For the last six months, I’ve been on the craziest learning curve in history. Back in May, I picked up a client who needed copy for a new website to promote functional programming services to non-technical customers. I had never heard of functional programming before, nor understood what it was used for. Before I knew it, I was learning about “scalability” and “reproducible builds” and “universal quantification” and translating these concepts into language that average people could grasp.

Since then, I’ve learned that functional programming is used, among other things, in the development of blockchain technology and cryptocurrency. As I’m now editing technical papers for my client, I’m learning all about decentralized finance (DeFi).

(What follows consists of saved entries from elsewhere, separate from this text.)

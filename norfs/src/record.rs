//! On-flash record encoding.
//!
//! Every metadata block starts with a little-endian `u32` revision followed
//! by commits. A commit is a run of records closed by a CRC record:
//!
//! ```text
//! ┌──────────┬──────────────┬─────┬──────────┬─────────┬───────┬─────────┐
//! │ revision │ tag │ payload│ ... │ CRC tag  │ crc32   │ 0xFF  │ next... │
//! │  (u32)   │             │     │          │ (u32)   │ pad   │         │
//! └──────────┴──────────────┴─────┴──────────┴─────────┴───────┴─────────┘
//! ```
//!
//! A tag is `(type << 24) | payload_len`. The CRC covers everything from the
//! start of the commit (the revision, for a block's first commit) through
//! the CRC tag. The CRC record's length includes the padding that aligns
//! the next commit to the program size. An all-ones tag marks erased flash.

use crate::error::Error;

/// Longest file name, in bytes.
pub const NAME_MAX: usize = 32;

pub(crate) const MAGIC: [u8; 8] = *b"norfs-sb";
pub(crate) const VERSION: u32 = 0x0001_0000;

/// Null block pointer: end of a chain, or an empty file.
pub(crate) const BLOCK_NONE: u32 = u32::MAX;
pub(crate) const TAG_ERASED: u32 = u32::MAX;

pub(crate) const TAG_SIZE: u32 = 4;
pub(crate) const REVISION_SIZE: u32 = 4;
/// CRC tag plus the checksum itself.
pub(crate) const CRC_RECORD_MIN: u32 = 8;

const SUPERBLOCK_LEN: usize = 24;
const DIRPAIR_LEN: usize = 8;
const FILE_HEADER_LEN: usize = 12;
const DELETE_LEN: usize = 4;

/// Largest payload any record carries.
pub(crate) const PAYLOAD_MAX: usize = FILE_HEADER_LEN + NAME_MAX;

#[derive(Debug, Clone, Copy, PartialEq, Eq)]
#[repr(u8)]
pub(crate) enum RecordType {
    Superblock = 0x01,
    File = 0x02,
    Delete = 0x03,
    DirPair = 0x04,
    Crc = 0x0F,
}

impl RecordType {
    fn from_u8(value: u8) -> Option<Self> {
        match value {
            0x01 => Some(Self::Superblock),
            0x02 => Some(Self::File),
            0x03 => Some(Self::Delete),
            0x04 => Some(Self::DirPair),
            0x0F => Some(Self::Crc),
            _ => None,
        }
    }
}

pub(crate) const fn encode_tag(kind: RecordType, len: u32) -> [u8; 4] {
    (((kind as u32) << 24) | (len & 0x00FF_FFFF)).to_le_bytes()
}

/// Split a raw tag. `None` for types this version does not know.
pub(crate) fn decode_tag(raw: u32) -> Option<(RecordType, u32)> {
    RecordType::from_u8((raw >> 24) as u8).map(|kind| (kind, raw & 0x00FF_FFFF))
}

/// A validated file name.
#[derive(Clone, Copy, PartialEq, Eq)]
pub struct FileName {
    bytes: [u8; NAME_MAX],
    len: u8,
}

impl FileName {
    /// Validate `name`: non-empty, at most [`NAME_MAX`] bytes, no `/` or NUL.
    ///
    /// # Errors
    ///
    /// [`Error::NameTooLong`] or [`Error::Invalid`].
    pub fn new(name: &str) -> Result<Self, Error> {
        Self::from_bytes(name.as_bytes())
    }

    fn from_bytes(name: &[u8]) -> Result<Self, Error> {
        if name.len() > NAME_MAX {
            return Err(Error::NameTooLong);
        }
        if name.is_empty() || name.iter().any(|&b| b == b'/' || b == 0) {
            return Err(Error::Invalid);
        }
        let mut bytes = [0; NAME_MAX];
        bytes[..name.len()].copy_from_slice(name);
        Ok(Self {
            bytes,
            len: name.len() as u8,
        })
    }

    /// The name as raw bytes.
    pub fn as_bytes(&self) -> &[u8] {
        &self.bytes[..self.len as usize]
    }

    /// The name as a string slice.
    pub fn as_str(&self) -> &str {
        // Names come from `&str` or are UTF-8 checked on decode
        core::str::from_utf8(self.as_bytes()).unwrap_or("")
    }
}

impl core::fmt::Debug for FileName {
    fn fmt(&self, f: &mut core::fmt::Formatter<'_>) -> core::fmt::Result {
        core::fmt::Debug::fmt(self.as_str(), f)
    }
}

impl core::fmt::Display for FileName {
    fn fmt(&self, f: &mut core::fmt::Formatter<'_>) -> core::fmt::Result {
        f.write_str(self.as_str())
    }
}

#[cfg(feature = "defmt")]
impl defmt::Format for FileName {
    fn format(&self, f: defmt::Formatter) {
        defmt::write!(f, "{=str}", self.as_str())
    }
}

impl PartialEq<str> for FileName {
    fn eq(&self, other: &str) -> bool {
        self.as_bytes() == other.as_bytes()
    }
}

#[derive(Debug, Clone, Copy, PartialEq, Eq)]
pub(crate) struct Superblock {
    pub version: u32,
    pub block_size: u32,
    pub block_count: u32,
    pub name_max: u32,
}

/// Committed state of one file.
#[derive(Debug, Clone, Copy, PartialEq, Eq)]
pub(crate) struct Entry {
    pub id: u16,
    pub name: FileName,
    pub size: u32,
    pub head: u32,
}

#[derive(Debug, Clone, Copy, PartialEq, Eq)]
pub(crate) enum Record {
    Superblock(Superblock),
    File(Entry),
    Delete(u16),
    DirPair([u32; 2]),
}

impl Record {
    /// Serialize the payload into `buf`, returning the type and length.
    pub fn encode(&self, buf: &mut [u8; PAYLOAD_MAX]) -> (RecordType, usize) {
        match self {
            Record::Superblock(sb) => {
                buf[0..8].copy_from_slice(&MAGIC);
                buf[8..12].copy_from_slice(&sb.version.to_le_bytes());
                buf[12..16].copy_from_slice(&sb.block_size.to_le_bytes());
                buf[16..20].copy_from_slice(&sb.block_count.to_le_bytes());
                buf[20..24].copy_from_slice(&sb.name_max.to_le_bytes());
                (RecordType::Superblock, SUPERBLOCK_LEN)
            }
            Record::File(entry) => {
                let name = entry.name.as_bytes();
                buf[0..2].copy_from_slice(&entry.id.to_le_bytes());
                buf[2] = name.len() as u8;
                buf[3] = 0;
                buf[4..8].copy_from_slice(&entry.size.to_le_bytes());
                buf[8..12].copy_from_slice(&entry.head.to_le_bytes());
                buf[FILE_HEADER_LEN..FILE_HEADER_LEN + name.len()].copy_from_slice(name);
                (RecordType::File, FILE_HEADER_LEN + name.len())
            }
            Record::Delete(id) => {
                buf[0..2].copy_from_slice(&id.to_le_bytes());
                buf[2..4].fill(0);
                (RecordType::Delete, DELETE_LEN)
            }
            Record::DirPair(pair) => {
                buf[0..4].copy_from_slice(&pair[0].to_le_bytes());
                buf[4..8].copy_from_slice(&pair[1].to_le_bytes());
                (RecordType::DirPair, DIRPAIR_LEN)
            }
        }
    }

    /// Bytes this record occupies on flash, tag included.
    pub fn footprint(&self) -> u32 {
        let len = match self {
            Record::Superblock(_) => SUPERBLOCK_LEN,
            Record::File(entry) => FILE_HEADER_LEN + entry.name.as_bytes().len(),
            Record::Delete(_) => DELETE_LEN,
            Record::DirPair(_) => DIRPAIR_LEN,
        };
        TAG_SIZE + len as u32
    }

    /// Parse a payload whose CRC has already been verified.
    ///
    /// A superblock whose magic does not match is reported as
    /// [`Error::Incompatible`]; a malformed payload as [`Error::Corrupt`].
    pub fn decode(kind: RecordType, payload: &[u8]) -> Result<Self, Error> {
        let word = |at: usize| -> u32 {
            u32::from_le_bytes([payload[at], payload[at + 1], payload[at + 2], payload[at + 3]])
        };
        match kind {
            RecordType::Superblock => {
                if payload.len() != SUPERBLOCK_LEN {
                    return Err(Error::Corrupt);
                }
                if payload[0..8] != MAGIC {
                    return Err(Error::Incompatible);
                }
                Ok(Record::Superblock(Superblock {
                    version: word(8),
                    block_size: word(12),
                    block_count: word(16),
                    name_max: word(20),
                }))
            }
            RecordType::File => {
                if payload.len() < FILE_HEADER_LEN {
                    return Err(Error::Corrupt);
                }
                let name_len = payload[2] as usize;
                if payload.len() != FILE_HEADER_LEN + name_len {
                    return Err(Error::Corrupt);
                }
                let name = &payload[FILE_HEADER_LEN..];
                if core::str::from_utf8(name).is_err() {
                    return Err(Error::Corrupt);
                }
                Ok(Record::File(Entry {
                    id: u16::from_le_bytes([payload[0], payload[1]]),
                    name: FileName::from_bytes(name).map_err(|_| Error::Corrupt)?,
                    size: word(4),
                    head: word(8),
                }))
            }
            RecordType::Delete => {
                if payload.len() != DELETE_LEN {
                    return Err(Error::Corrupt);
                }
                Ok(Record::Delete(u16::from_le_bytes([payload[0], payload[1]])))
            }
            RecordType::DirPair => {
                if payload.len() != DIRPAIR_LEN {
                    return Err(Error::Corrupt);
                }
                Ok(Record::DirPair([word(0), word(4)]))
            }
            RecordType::Crc => Err(Error::Corrupt),
        }
    }
}

#[cfg(test)]
mod tests {
    use super::*;

    fn reencode(record: Record) -> Record {
        let mut buf = [0u8; PAYLOAD_MAX];
        let (kind, len) = record.encode(&mut buf);
        assert_eq!(TAG_SIZE + len as u32, record.footprint());
        Record::decode(kind, &buf[..len]).unwrap()
    }

    #[test]
    fn test_tag_layout() {
        let tag = u32::from_le_bytes(encode_tag(RecordType::File, 20));
        assert_eq!(tag, 0x0200_0014);
        assert_eq!(decode_tag(tag), Some((RecordType::File, 20)));
        assert_eq!(decode_tag(TAG_ERASED), None);
    }

    #[test]
    fn test_file_record() {
        let entry = Entry {
            id: 3,
            name: FileName::new("boot_count").unwrap(),
            size: 4,
            head: 17,
        };
        assert_eq!(reencode(Record::File(entry)), Record::File(entry));
    }

    #[test]
    fn test_superblock_magic_checked() {
        let mut buf = [0u8; PAYLOAD_MAX];
        let sb = Superblock {
            version: VERSION,
            block_size: 4096,
            block_count: 128,
            name_max: NAME_MAX as u32,
        };
        let (kind, len) = Record::Superblock(sb).encode(&mut buf);
        buf[0] ^= 0x20;
        assert_eq!(Record::decode(kind, &buf[..len]), Err(Error::Incompatible));
    }

    #[test]
    fn test_truncated_payload_is_corrupt() {
        assert_eq!(Record::decode(RecordType::DirPair, &[0; 4]), Err(Error::Corrupt));
        assert_eq!(Record::decode(RecordType::File, &[1, 0, 9, 0]), Err(Error::Corrupt));
    }

    #[test]
    fn test_name_rules() {
        assert!(FileName::new("a").is_ok());
        assert_eq!(FileName::new(""), Err(Error::Invalid));
        assert_eq!(FileName::new("a/b"), Err(Error::Invalid));
        assert!(FileName::new(&"x".repeat(NAME_MAX)).is_ok());
        assert_eq!(FileName::new(&"x".repeat(NAME_MAX + 1)), Err(Error::NameTooLong));
    }
}
//! Metadata pairs.
//!
//! A pair is two blocks holding the same log; the one with the newer
//! revision is active. Commits are appended to the active block. When it
//! fills up, the live state is rewritten into the sibling with the revision
//! bumped, so a power cut at any point leaves at least one valid block.

use crc::{Crc, Digest, CRC_32_ISO_HDLC};
use norfs_adapters::BlockDevice;

use crate::cache::Io;
use crate::error::Error;
use crate::record::{
    decode_tag, encode_tag, Entry, FileName, Record, RecordType, CRC_RECORD_MIN, PAYLOAD_MAX,
    REVISION_SIZE, TAG_ERASED, TAG_SIZE,
};

pub(crate) static CRC32: Crc<u32> = Crc::<u32>::new(&CRC_32_ISO_HDLC);

/// In-memory view of a metadata pair.
#[derive(Debug, Clone, Copy, PartialEq, Eq)]
pub(crate) struct PairState {
    /// `blocks[0]` is the active block.
    pub blocks: [u32; 2],
    pub rev: u32,
    /// End of the last valid commit in the active block.
    pub off: u32,
    /// The active block has a torn commit after `off` and cannot be
    /// appended to.
    pub needs_compact: bool,
}

impl PairState {
    pub fn active(&self) -> u32 {
        self.blocks[0]
    }

    pub fn sibling(&self) -> u32 {
        self.blocks[1]
    }
}

/// Result of scanning one block of a pair.
#[derive(Debug, Clone, Copy, PartialEq, Eq)]
enum BlockScan {
    /// Never written since the last erase.
    Erased,
    /// No valid commit.
    Invalid,
    Valid { rev: u32, end: u32, torn: bool },
}

/// Revisions wrap; `a` is newer when it is ahead by less than half the range.
fn rev_newer(a: u32, b: u32) -> bool {
    (a.wrapping_sub(b) as i32) > 0
}

/// Find the last valid commit of `block` by checking every commit's CRC.
fn scan_block<D: BlockDevice>(io: &mut Io<'_, D>, block: u32) -> Result<BlockScan, Error> {
    let block_size = io.block_size();
    let rev = io.read_u32(block, 0)?;

    let mut digest = CRC32.digest();
    digest.update(&rev.to_le_bytes());
    let mut pos = REVISION_SIZE;
    let mut end = 0;
    let mut clean_tail = false;

    while pos + TAG_SIZE <= block_size {
        let raw = io.read_u32(block, pos)?;
        if raw == TAG_ERASED {
            clean_tail = true;
            break;
        }
        let Some((kind, len)) = decode_tag(raw) else {
            break;
        };
        let next = pos + TAG_SIZE + len;
        if next > block_size {
            break;
        }
        digest.update(&raw.to_le_bytes());

        if kind == RecordType::Crc {
            if len < CRC_RECORD_MIN - TAG_SIZE {
                break;
            }
            let stored = io.read_u32(block, pos + TAG_SIZE)?;
            let computed = core::mem::replace(&mut digest, CRC32.digest()).finalize();
            if stored != computed {
                break;
            }
            end = next;
        } else {
            if len as usize > PAYLOAD_MAX {
                break;
            }
            io.digest(block, pos + TAG_SIZE, len, &mut digest)?;
        }
        pos = next;
    }

    if end == 0 {
        if rev == TAG_ERASED && clean_tail && pos == REVISION_SIZE {
            return Ok(BlockScan::Erased);
        }
        return Ok(BlockScan::Invalid);
    }

    // Anything but erased flash after the last good commit is a torn write
    let torn = end + TAG_SIZE <= block_size && io.read_u32(block, end)? != TAG_ERASED;
    Ok(BlockScan::Valid { rev, end, torn })
}

/// Load a pair, picking its newest valid block.
///
/// Fails with [`Error::NoFilesystem`] when both blocks are erased and
/// [`Error::Corrupt`] when neither holds a valid commit.
pub(crate) fn fetch<D: BlockDevice>(io: &mut Io<'_, D>, blocks: [u32; 2]) -> Result<PairState, Error> {
    let block_count = io.block_count();
    if blocks[0] >= block_count || blocks[1] >= block_count || blocks[0] == blocks[1] {
        return Err(Error::Corrupt);
    }

    let mut best: Option<PairState> = None;
    let mut erased = 0;
    for i in 0..2 {
        match scan_block(io, blocks[i])? {
            BlockScan::Erased => erased += 1,
            BlockScan::Invalid => debug!("block {} holds no valid commit", blocks[i]),
            BlockScan::Valid { rev, end, torn } => {
                if best.is_none_or(|b| rev_newer(rev, b.rev)) {
                    best = Some(PairState {
                        blocks: [blocks[i], blocks[1 - i]],
                        rev,
                        off: end,
                        needs_compact: torn,
                    });
                }
            }
        }
    }

    match best {
        Some(pair) => {
            if pair.needs_compact {
                warn!("torn commit in block {}, compacting on next write", pair.active());
            }
            Ok(pair)
        }
        None if erased == 2 => Err(Error::NoFilesystem),
        None => Err(Error::Corrupt),
    }
}

/// Visit every record of the active block in `from..pair.off`, skipping CRC
/// records. The callback gets the record's end offset and returns `false` to
/// stop early.
pub(crate) fn for_each_record<'a, D, F>(
    io: &mut Io<'a, D>,
    pair: &PairState,
    from: u32,
    mut f: F,
) -> Result<(), Error>
where
    D: BlockDevice,
    F: FnMut(&mut Io<'a, D>, u32, Record) -> Result<bool, Error>,
{
    let block = pair.active();
    let mut pos = from;
    let mut payload = [0u8; PAYLOAD_MAX];
    while pos < pair.off {
        let raw = io.read_u32(block, pos)?;
        let (kind, len) = decode_tag(raw).ok_or(Error::Corrupt)?;
        let next = pos + TAG_SIZE + len;
        if kind != RecordType::Crc {
            let len = len as usize;
            if len > PAYLOAD_MAX {
                return Err(Error::Corrupt);
            }
            io.read(block, pos + TAG_SIZE, &mut payload[..len])?;
            let record = Record::decode(kind, &payload[..len])?;
            if !f(io, next, record)? {
                return Ok(());
            }
        }
        pos = next;
    }
    Ok(())
}

/// Look a file up by name.
pub(crate) fn find<D: BlockDevice>(
    io: &mut Io<'_, D>,
    pair: &PairState,
    name: &FileName,
) -> Result<Option<Entry>, Error> {
    let mut found: Option<Entry> = None;
    for_each_record(io, pair, REVISION_SIZE, |_, _, record| {
        match record {
            Record::File(entry) if entry.name == *name => found = Some(entry),
            Record::Delete(id) if found.is_some_and(|e| e.id == id) => found = None,
            _ => {}
        }
        Ok(true)
    })?;
    Ok(found)
}

/// Whether any record after `from` mentions file `id`.
fn superseded<D: BlockDevice>(
    io: &mut Io<'_, D>,
    pair: &PairState,
    from: u32,
    id: u16,
) -> Result<bool, Error> {
    let mut hit = false;
    for_each_record(io, pair, from, |_, _, record| {
        hit = matches!(record, Record::File(e) if e.id == id) || record == Record::Delete(id);
        Ok(!hit)
    })?;
    Ok(hit)
}

/// Visit the final state of every file that has not been deleted.
pub(crate) fn for_each_live<'a, D, F>(io: &mut Io<'a, D>, pair: &PairState, mut f: F) -> Result<(), Error>
where
    D: BlockDevice,
    F: FnMut(&mut Io<'a, D>, &Entry) -> Result<(), Error>,
{
    for_each_record(io, pair, REVISION_SIZE, |io, end, record| {
        if let Record::File(entry) = record {
            if !superseded(io, pair, end, entry.id)? {
                f(io, &entry)?;
            }
        }
        Ok(true)
    })
}

/// Highest file id in use, if any.
pub(crate) fn max_id<D: BlockDevice>(io: &mut Io<'_, D>, pair: &PairState) -> Result<Option<u16>, Error> {
    let mut max: Option<u16> = None;
    for_each_record(io, pair, REVISION_SIZE, |_, _, record| {
        if let Record::File(entry) = record {
            max = Some(max.map_or(entry.id, |m| m.max(entry.id)));
        }
        Ok(true)
    })?;
    Ok(max)
}

/// Bytes a commit of records with `footprint` total bytes occupies once
/// closed and padded.
pub(crate) fn commit_size(start: u32, footprint: u32, prog_size: u32) -> u32 {
    (start + footprint + CRC_RECORD_MIN).div_ceil(prog_size) * prog_size - start
}

/// Streams one commit into a block.
pub(crate) struct CommitWriter {
    block: u32,
    pos: u32,
    digest: Digest<'static, u32>,
}

impl CommitWriter {
    /// Continue the log of `block` at `start`.
    pub fn append(block: u32, start: u32) -> Self {
        Self {
            block,
            pos: start,
            digest: CRC32.digest(),
        }
    }

    /// Begin a freshly erased block with revision `rev`.
    pub fn begin<D: BlockDevice>(io: &mut Io<'_, D>, block: u32, rev: u32) -> Result<Self, Error> {
        let mut writer = Self::append(block, 0);
        writer.write(io, &rev.to_le_bytes())?;
        Ok(writer)
    }

    fn write<D: BlockDevice>(&mut self, io: &mut Io<'_, D>, bytes: &[u8]) -> Result<(), Error> {
        io.prog(self.block, self.pos, bytes)?;
        self.digest.update(bytes);
        self.pos += bytes.len() as u32;
        Ok(())
    }

    pub fn record<D: BlockDevice>(&mut self, io: &mut Io<'_, D>, record: &Record) -> Result<(), Error> {
        let mut payload = [0u8; PAYLOAD_MAX];
        let (kind, len) = record.encode(&mut payload);
        if self.pos + TAG_SIZE + len as u32 + CRC_RECORD_MIN > io.block_size() {
            return Err(Error::NoSpace);
        }
        self.write(io, &encode_tag(kind, len as u32))?;
        self.write(io, &payload[..len])
    }

    /// Close the commit with its CRC and push it to flash. Returns the
    /// offset where the next commit starts.
    pub fn finish<D: BlockDevice>(mut self, io: &mut Io<'_, D>) -> Result<u32, Error> {
        let prog = io.config.prog_size();
        let end = (self.pos + CRC_RECORD_MIN).div_ceil(prog) * prog;
        if end > io.block_size() {
            return Err(Error::NoSpace);
        }
        let len = end - self.pos - TAG_SIZE;
        self.write(io, &encode_tag(RecordType::Crc, len))?;
        let crc = self.digest.finalize();
        io.prog(self.block, self.pos, &crc.to_le_bytes())?;
        // The program cache pads the rest of the record with 0xFF
        io.flush()?;
        Ok(end)
    }
}

/// Append one commit to the active block. The caller has checked that it
/// fits.
pub(crate) fn append<D: BlockDevice>(
    io: &mut Io<'_, D>,
    pair: &mut PairState,
    records: &[Record],
) -> Result<(), Error> {
    let mut writer = CommitWriter::append(pair.active(), pair.off);
    for record in records {
        writer.record(io, record)?;
    }
    pair.off = writer.finish(io)?;
    Ok(())
}

/// Rewrite the live directory entries of `src` into the erased `dst` as a
/// single commit with revision `rev`. Returns the end of that commit.
pub(crate) fn write_snapshot<D: BlockDevice>(
    io: &mut Io<'_, D>,
    src: &PairState,
    dst: u32,
    rev: u32,
) -> Result<u32, Error> {
    let mut writer = CommitWriter::begin(io, dst, rev)?;
    for_each_live(io, src, |io, entry| writer.record(io, &Record::File(*entry)))?;
    writer.finish(io)
}

#[cfg(test)]
mod tests {
    use super::*;
    use crate::cache::tests::Harness;
    use norfs_adapters::{NorFlashAdapter, W25qRamFlash};

    fn entry(id: u16, name: &str, size: u32) -> Entry {
        Entry {
            id,
            name: FileName::new(name).unwrap(),
            size,
            head: 6,
        }
    }

    fn fresh_pair(io: &mut Io<'_, NorFlashAdapter<W25qRamFlash>>, rev: u32) -> PairState {
        io.erase(2).unwrap();
        io.erase(3).unwrap();
        let end = CommitWriter::begin(io, 2, rev).unwrap().finish(io).unwrap();
        PairState {
            blocks: [2, 3],
            rev,
            off: end,
            needs_compact: false,
        }
    }

    #[test]
    fn test_erased_pair_is_no_filesystem() {
        let mut harness = Harness::with_blocks(8);
        let mut io = harness.io();
        assert_eq!(fetch(&mut io, [0, 1]), Err(Error::NoFilesystem));
    }

    #[test]
    fn test_commits_survive_refetch() {
        let mut harness = Harness::with_blocks(8);
        let mut io = harness.io();
        let mut pair = fresh_pair(&mut io, 1);
        assert_eq!(pair.off, 16);

        append(&mut io, &mut pair, &[Record::File(entry(0, "a", 1))]).unwrap();
        append(&mut io, &mut pair, &[Record::File(entry(1, "b", 2)), Record::Delete(0)]).unwrap();

        io.discard();
        let fetched = fetch(&mut io, [2, 3]).unwrap();
        assert_eq!(fetched, pair);
        assert_eq!(find(&mut io, &fetched, &FileName::new("a").unwrap()).unwrap(), None);
        assert_eq!(
            find(&mut io, &fetched, &FileName::new("b").unwrap()).unwrap(),
            Some(entry(1, "b", 2))
        );
        assert_eq!(max_id(&mut io, &fetched).unwrap(), Some(1));
    }

    #[test]
    fn test_newer_revision_wins() {
        let mut harness = Harness::with_blocks(8);
        let mut io = harness.io();
        let pair = fresh_pair(&mut io, 7);
        let end = write_snapshot(&mut io, &pair, 3, 8).unwrap();

        let fetched = fetch(&mut io, [2, 3]).unwrap();
        assert_eq!(fetched.blocks, [3, 2]);
        assert_eq!(fetched.rev, 8);
        assert_eq!(fetched.off, end);
    }

    #[test]
    fn test_torn_commit_is_ignored() {
        let mut harness = Harness::with_blocks(8);
        let mut pair = {
            let mut io = harness.io();
            let mut pair = fresh_pair(&mut io, 1);
            append(&mut io, &mut pair, &[Record::File(entry(0, "keep", 4))]).unwrap();
            append(&mut io, &mut pair, &[Record::File(entry(1, "lost", 4))]).unwrap();
            pair
        };
        // Flip a bit inside the last commit
        let at = 2 * 4096 + pair.off as usize - 6;
        harness.device.flash_mut().image_mut()[at] ^= 0x01;

        let mut io = harness.io();
        io.discard();
        let fetched = fetch(&mut io, [2, 3]).unwrap();
        assert!(fetched.needs_compact);
        assert!(fetched.off < pair.off);
        pair = fetched;
        assert!(find(&mut io, &pair, &FileName::new("lost").unwrap()).unwrap().is_none());
        assert!(find(&mut io, &pair, &FileName::new("keep").unwrap()).unwrap().is_some());
    }

    #[test]
    fn test_snapshot_keeps_only_live_entries() {
        let mut harness = Harness::with_blocks(8);
        let mut io = harness.io();
        let mut pair = fresh_pair(&mut io, 1);
        append(&mut io, &mut pair, &[Record::File(entry(0, "a", 1))]).unwrap();
        append(&mut io, &mut pair, &[Record::File(entry(0, "a", 9))]).unwrap();
        append(&mut io, &mut pair, &[Record::File(entry(1, "b", 2))]).unwrap();
        append(&mut io, &mut pair, &[Record::Delete(1)]).unwrap();

        let end = write_snapshot(&mut io, &pair, 3, 2).unwrap();
        let compacted = fetch(&mut io, [2, 3]).unwrap();
        assert_eq!(compacted.off, end);
        assert!(end < pair.off);

        let mut live = Vec::new();
        for_each_live(&mut io, &compacted, |_, e| {
            live.push(*e);
            Ok(())
        })
        .unwrap();
        assert_eq!(live, vec![entry(0, "a", 9)]);
    }

    #[test]
    fn test_commit_size_is_prog_aligned() {
        assert_eq!(commit_size(16, 20, 16), 32);
        assert_eq!(commit_size(16, 8, 16), 16);
        assert_eq!(commit_size(0, 36, 16), 48);
    }

    #[test]
    fn test_revision_wraps() {
        assert!(rev_newer(1, 0));
        assert!(rev_newer(0, u32::MAX));
        assert!(!rev_newer(5, 5));
    }
}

Well…at least I’m trying to. I follow several blockchain accounts on LinkedIn and Twitter. I read interesting articles and watch various discussion videos as they come up in my feeds. I visit websites like Coinbase to catch up on the latest news. And even after weeks of doing this, I still don’t have a clear idea of how cryptocurrency actually works.

That’s because, I’ve discovered, the industry has a serious marketing problem.

The Knowns

Here’s what I’ve been able to piece together so far. Cryptocurrency was created as a decentralized asset that people could buy and exchange on a blockchain. “Decentralized” means it’s not controlled by any central government or institution, such as a bank. The purported benefit is that anyone with cash on hand can buy in. With cryptocurrency, there’s no credit check or minimum deposit or any of those other regulations that prevent disadvantaged people from participating in traditional banking systems. In theory, this makes cryptocurrency more accessible and democratic. On some DeFi exchanges, prices are set by supply and demand based on trading volume. Currency holders can earn returns on their crypto by staking it in an asset pool, minting it, or collecting fees in exchange for providing liquidity for trades.

The Unknowns

Apart from this knowledge, it’s nearly impossible to evaluate the risks involved with cryptocurrency trading. For starters, nearly everyone working in the blockchain industry speaks like either a Ph.D.-level financier or an MIT-level programmer. You need a dictionary to even begin to understand what they’re saying. My biggest pet peeve is when they talk about working to reduce “slippage.” Not one article I’ve read yet has explained what slippage is or to what degree it’s happening during cryptocurrency transactions. It sounds like losing money to me. And I do not like losing money.

Other unknowns:

  • If I stake money in an asset pool on a bet that a particular block will be added to the blockchain and it’s not added, do I get my asset back? Or is that a loss, too?
  • What prevents bad actors from infiltrating the blockchain? Is there some kind of system to ensure good behavior?
  • Do forks in the blockchain affect cryptocurrency values in any way? If so, how?
  • If cryptocurrency is purely digital and requires massive amounts of energy to exist, what happens when there’s a power outage (which is increasingly likely given climate change and the state of our infrastructure)?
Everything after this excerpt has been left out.